• Work task: One part of the entries below is wanted: the lines from the one containing "objects with equal" through the one containing "pub mod key;". Write those out exactly and nothing else.
%%
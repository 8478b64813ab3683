// /////////////////////////////////////////////////////////////////////////////
// Secrets Manager
// Copyright (c) 2025 Michael Gardner, A Bit of Help, Inc.
// SPDX-License-Identifier: BSD-3-Clause
// See LICENSE file in the project root.
// /////////////////////////////////////////////////////////////////////////////

//! # Value Objects
//!
//! Immutable, identity-free domain values. Two value objects with equal
//! attributes are equal; all of them validate their invariants at
//! construction and offer side-effect-free operations only.
//!
//! - [`KeyType`] — closed taxonomy of key purposes with classification
//!   predicates
//! - [`Key`] / [`HexMaterial`] — opaque bearer of sensitive hex material
//! - [`KeyConfig`] / [`SecurityLevel`] — generation and derivation settings
//! - [`Checksum`] — the 88+88-byte keyring sidecar pair
//! - [`SecretLookupKey`] — the short-hash storage address of a secret

pub mod checksum;
pub mod key;
pub mod key_config;
pub mod key_type;
pub mod secret_lookup;

pub use checksum::{Checksum, ENCODED_HALF_LEN, SIDECAR_LEN};
pub use key::{HexMaterial, Key, DEFAULT_KEY_VERSION};
pub use key_config::{KeyConfig, SecurityLevel};
pub use key_type::KeyType;
pub use secret_lookup::SecretLookupKey;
%%
• Problem solution:
//! Immutable, identity-free domain values. Two value objects with equal
//! attributes are equal; all of them validate their invariants at
//! construction and offer side-effect-free operations only.
//!
//! - [`KeyType`] — closed taxonomy of key purposes with classification
//!   predicates
//! - [`Key`] / [`HexMaterial`] — opaque bearer of sensitive hex material
//! - [`KeyConfig`] / [`SecurityLevel`] — generation and derivation settings
//! - [`Checksum`] — the 88+88-byte keyring sidecar pair
//! - [`SecretLookupKey`] — the short-hash storage address of a secret

pub mod checksum;
pub mod key;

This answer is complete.